United States District Court, S.D. Georgia, Waycross Division

December 9, 2019

MOCKTAR A. TAIROU, Petitioner,
v.
PATRICK GARTLAND, Respondent.

          ORDER AND MAGISTRATE JUDGE'S REPORT AND RECOMMENDATION

          BENJAMIN W. CHEESBRO UNITED STATES MAGISTRATE JUDGE.

         Petitioner Mocktar Tairou (“Tairou”), who was housed at the Folkston Immigration and Customs Enforcement (“ICE”) Processing Center in Folkston, Georgia, filed a 28 U.S.C. § 2241 Petition for Writ of Habeas Corpus. Doc. 1. Respondent filed a Motion to Dismiss, and Tairou filed a Response. Docs. 22, 29. For the reasons which follow, I RECOMMEND the Court GRANT Respondent's Motion to Dismiss, DENY as moot Tairou's Petition, and DIRECT the Clerk of Court to CLOSE this case and to enter the appropriate judgment of dismissal.
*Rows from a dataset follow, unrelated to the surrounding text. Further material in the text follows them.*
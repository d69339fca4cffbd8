use std::path::Path;
use std::process::Command;

use tracing::info;

use crate::error::Result;

/// Displays a finished image. Only invoked when the caller asks to view the result.
pub trait Viewer {
    fn show(&self, path: &Path) -> Result<()>;
}

/// Opens images with the platform's default application.
#[derive(Debug, Default, Clone, Copy)]
pub struct SystemViewer;

impl Viewer for SystemViewer {
    fn show(&self, path: &Path) -> Result<()> {
        info!("Opening {:?} in the system viewer", path);
        let mut cmd = if cfg!(target_os = "macos") {
            Command::new("open")
        } else if cfg!(target_os = "windows") {
            let mut c = Command::new("cmd");
            c.args(["/C", "start", ""]);
            c
        } else {
            Command::new("xdg-open")
        };
        cmd.arg(path).spawn()?;
        Ok(())
    }
}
I further RECOMMEND the Court DENY Tairou leave to proceed in forma pauperis on appeal.

         BACKGROUND

         Tairou filed his Petition on March 7, 2019. Doc. 1. In his Petition, Tairou contends he is a native of Benin, arrived in the United States in 2014, and has been in continued detention or removal proceedings since his arrival. Id. at 1-3. Tairou asserts he was taken into ICE's custody on May 3, 2018 and was not afforded the opportunity to say goodbye to his wife and child, who are United States' citizens. Id. at 3-4. Tairou states he is attempting to fight removal, as his wife filed a petition for an alien relative (I-130) on his behalf. Id. at 5. Tairou maintains he has committed no crime and is no longer under a final order of removal, yet the Attorney General has revoked his bond and rearrested him. Id. at 6. Tairou alleges his continued detention deprives him of his Fifth Amendment due process rights, and he is entitled to bond hearings. Id. at 7. As relief, Tairou asks to be released immediately, to be provided with the opportunity to say goodbye to his family, and to have a reasonable amount of bond set. Id. at 7-8.
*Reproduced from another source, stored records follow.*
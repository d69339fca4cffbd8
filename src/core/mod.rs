//! Core processing building blocks: the per-band percentile stretch, RGB
//! composite assembly, and the three-band pipeline tying them together.
//! These are pure in-memory transforms consumed by the high-level `api` module.
pub mod params;
pub mod processing;
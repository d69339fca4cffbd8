use std::fs::File;
use std::io::{BufWriter, Write};
use std::path::{Path, PathBuf};

use crate::error::Result;

/// World file path for an image: `.jgw` for JPEG, `.tfw` for TIFF, `.pgw` for PNG,
/// `.wld` otherwise.
pub fn world_file_path(output_image: &Path) -> PathBuf {
    let ext = output_image
        .extension()
        .and_then(|e| e.to_str())
        .unwrap_or("")
        .to_ascii_lowercase();

    let world_ext = match ext.as_str() {
        "jpg" | "jpeg" => "jgw",
        "png" => "pgw",
        "tif" | "tiff" => "tfw",
        _ => "wld",
    };
    output_image.with_extension(world_ext)
}

/// Write a world file next to the raster image using the provided geotransform.
/// The world file stores the transform in pixel-center convention.
pub fn write_world_file(output_image: &Path, geotransform: [f64; 6]) -> Result<PathBuf> {
    let world_path = world_file_path(output_image);

    // A: pixel size in X, D: rotation about Y, B: rotation about X, E: pixel size Y
    // C, F: center of upper-left pixel
    let a = geotransform[1];
    let d = geotransform[4];
    let b = geotransform[2];
    let e = geotransform[5];
    let c = geotransform[0] + 0.5 * a + 0.5 * b;
    let f = geotransform[3] + 0.5 * d + 0.5 * e;

    let mut file = BufWriter::new(File::create(&world_path)?);
    for v in [a, d, b, e, c, f] {
        writeln!(file, "{:.12}", v)?;
    }
    file.flush()?;

    Ok(world_path)
}

/// Write a .prj file with the provided projection (WKT or EPSG:XXXX)
pub fn write_prj_file(output_image: &Path, projection: &str) -> Result<PathBuf> {
    let prj_path = output_image.with_extension("prj");
    std::fs::write(&prj_path, projection.as_bytes())?;
    Ok(prj_path)
}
         Respondent filed a Motion to Dismiss, whereby he asserts ICE released Tairou on parole on July 24, 2019, and he is no longer in the Government's custody. Doc. 22 at 1. Respondent contends that Tairou asks for his release from ICE custody in his Petition, and because he has been granted this relief, his Petition is moot. Id. Respondent notes the general rule that a transfer or release from custody moots claims for declaratory and injunctive relief, and this rule has been extended to cases where a detainee challenging his ICE custody has been removed during the pendency of his case and to cases where a petitioner has been released from ICE custody after the filing of his habeas petition. Id. at 2-3.
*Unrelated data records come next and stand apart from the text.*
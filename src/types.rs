//! Shared types and enums used across the crate.
//! Includes the true-color `Band` identifiers, `OutputFormat`, and the
//! geodetic footprint `GeoBounds` threaded from the reader to the map renderer.
use clap::ValueEnum;
use serde::{Deserialize, Serialize};

/// One of the three spectral bands of a true-color composite.
#[derive(Copy, Clone, PartialEq, Eq, PartialOrd, Ord, Hash, ValueEnum, Debug, Serialize, Deserialize)]
#[serde(rename_all = "lowercase")]
pub enum Band {
    Red,
    Green,
    Blue,
}

impl Band {
    /// Composite channel order (R, G, B).
    pub const ALL: [Band; 3] = [Band::Red, Band::Green, Band::Blue];

    /// Landsat 8 OLI band number carrying this colour.
    pub fn landsat8_band_number(self) -> u8 {
        match self {
            Band::Red => 4,
            Band::Green => 3,
            Band::Blue => 2,
        }
    }

    pub fn as_str(self) -> &'static str {
        match self {
            Band::Red => "red",
            Band::Green => "green",
            Band::Blue => "blue",
        }
    }
}

impl std::fmt::Display for Band {
    fn fmt(&self, f: &mut std::fmt::Formatter<'_>) -> std::fmt::Result {
        f.write_str(self.as_str())
    }
}

#[derive(Copy, Clone, PartialEq, Eq, PartialOrd, Ord, Debug, ValueEnum, Serialize, Deserialize)]
pub enum OutputFormat {
    /// 8-bit RGB JPEG with world file and JSON sidecar
    Jpeg,
    /// 3-band georeferenced GeoTIFF
    Tiff,
}

impl OutputFormat {
    pub fn extension(self) -> &'static str {
        match self {
            OutputFormat::Jpeg => "jpg",
            OutputFormat::Tiff => "tif",
        }
    }
}

impl std::fmt::Display for OutputFormat {
    fn fmt(&self, f: &mut std::fmt::Formatter<'_>) -> std::fmt::Result {
        match self {
            OutputFormat::Jpeg => write!(f, "JPEG"),
            OutputFormat::Tiff => write!(f, "TIFF"),
        }
    }
}

/// Bounding box in a geodetic frame: (min_lon, min_lat, max_lon, max_lat).
#[derive(Copy, Clone, PartialEq, Debug, Serialize, Deserialize)]
pub struct GeoBounds {
    pub min_lon: f64,
    pub min_lat: f64,
    pub max_lon: f64,
    pub max_lat: f64,
}

impl GeoBounds {
    pub fn from_array(b: [f64; 4]) -> Self {
        Self {
            min_lon: b[0],
            min_lat: b[1],
            max_lon: b[2],
            max_lat: b[3],
        }
    }

    pub fn to_array(self) -> [f64; 4] {
        [self.min_lon, self.min_lat, self.max_lon, self.max_lat]
    }

    /// Closed outline ring, clockwise in lon/lat from the lower-left corner.
    pub fn outline(self) -> [(f64, f64); 5] {
        [
            (self.min_lon, self.min_lat),
            (self.min_lon, self.max_lat),
            (self.max_lon, self.max_lat),
            (self.max_lon, self.min_lat),
            (self.min_lon, self.min_lat),
        ]
    }
}

#[cfg(test)]
mod tests {
    use super::*;

    #[test]
    fn band_order_and_numbers() {
        let numbers: Vec<u8> = Band::ALL.iter().map(|b| b.landsat8_band_number()).collect();
        assert_eq!(numbers, vec![4, 3, 2]);
        assert_eq!(Band::Green.to_string(), "green");
    }

    #[test]
    fn bounds_outline_is_closed() {
        let b = GeoBounds::from_array([139.0, 35.0, 141.5, 37.2]);
        let ring = b.outline();
        assert_eq!(ring[0], ring[4]);
        assert_eq!(ring[2], (141.5, 37.2));
        assert_eq!(b.to_array(), [139.0, 35.0, 141.5, 37.2]);
    }

    #[test]
    fn bounds_outline_winds_clockwise() {
        let ring = GeoBounds::from_array([0.0, 0.0, 2.0, 1.0]).outline();
        let twice_area: f64 = ring.windows(2).map(|w| w[0].0 * w[1].1 - w[1].0 * w[0].1).sum();
        // negative shoelace area => clockwise with lat pointing up
        assert_eq!(twice_area, -4.0);
    }
}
         In response, Tairou asserts he “continues to have a personal stake” in his Petition, despite his release. Doc. 29 at 6. Tairou states he was released on parole under 8 U.S.C. § 1182(d)(5)(A), which is a discretionary release on parole which can be revoked at any time. Id. According to Tairou, if his relief is granted, he would be entitled to a hearing before an immigration judge. Id. at 7. Additionally, Tairou avers his detention falls under the “can reasonably be expected to recur[]” exception to the mootness doctrine. Id.

         DISCUSSION

         I. Whether Tairou's Petition Is Moot

         Article III of the Constitution “extends the jurisdiction of federal courts to only ‘Cases' and ‘Controversies.'” Strickland v. Alexander, 772 F.3d 876, 882 (11th Cir. 2014). This “case- or-controversy restriction imposes” what is “generally referred to as ‘justiciability' limitations.” Id. There are “three strands of justiciability doctrine-standing, ripeness, and mootness-that go to the heart of the Article III case or controversy requirement.” Harrell v. The Fla. Bar, 608 F.3d 1241, 1247 (11th Cir. 2010) (internal quotation marks and alterations omitted). Regarding the mootness strand, the United States Supreme Court has made clear that “a federal court has no authority ‘to give opinions upon moot questions or abstract propositions, or to declare principles or rules of law which cannot affect the matter in issue in the case before it.'” Church of Scientology of Cal. v. United States, 506 U.S. 9, 12 (1992) (internal citation omitted). Accordingly, “[a]n issue is moot when it no longer presents a live controversy with respect to which the court can give meaningful relief.” Friends of Everglades v. S. Fla. Water Mgmt. Dist., 570 F.3d 1210, 1216 (11th Cir. 2009) (internal quotation marks omitted).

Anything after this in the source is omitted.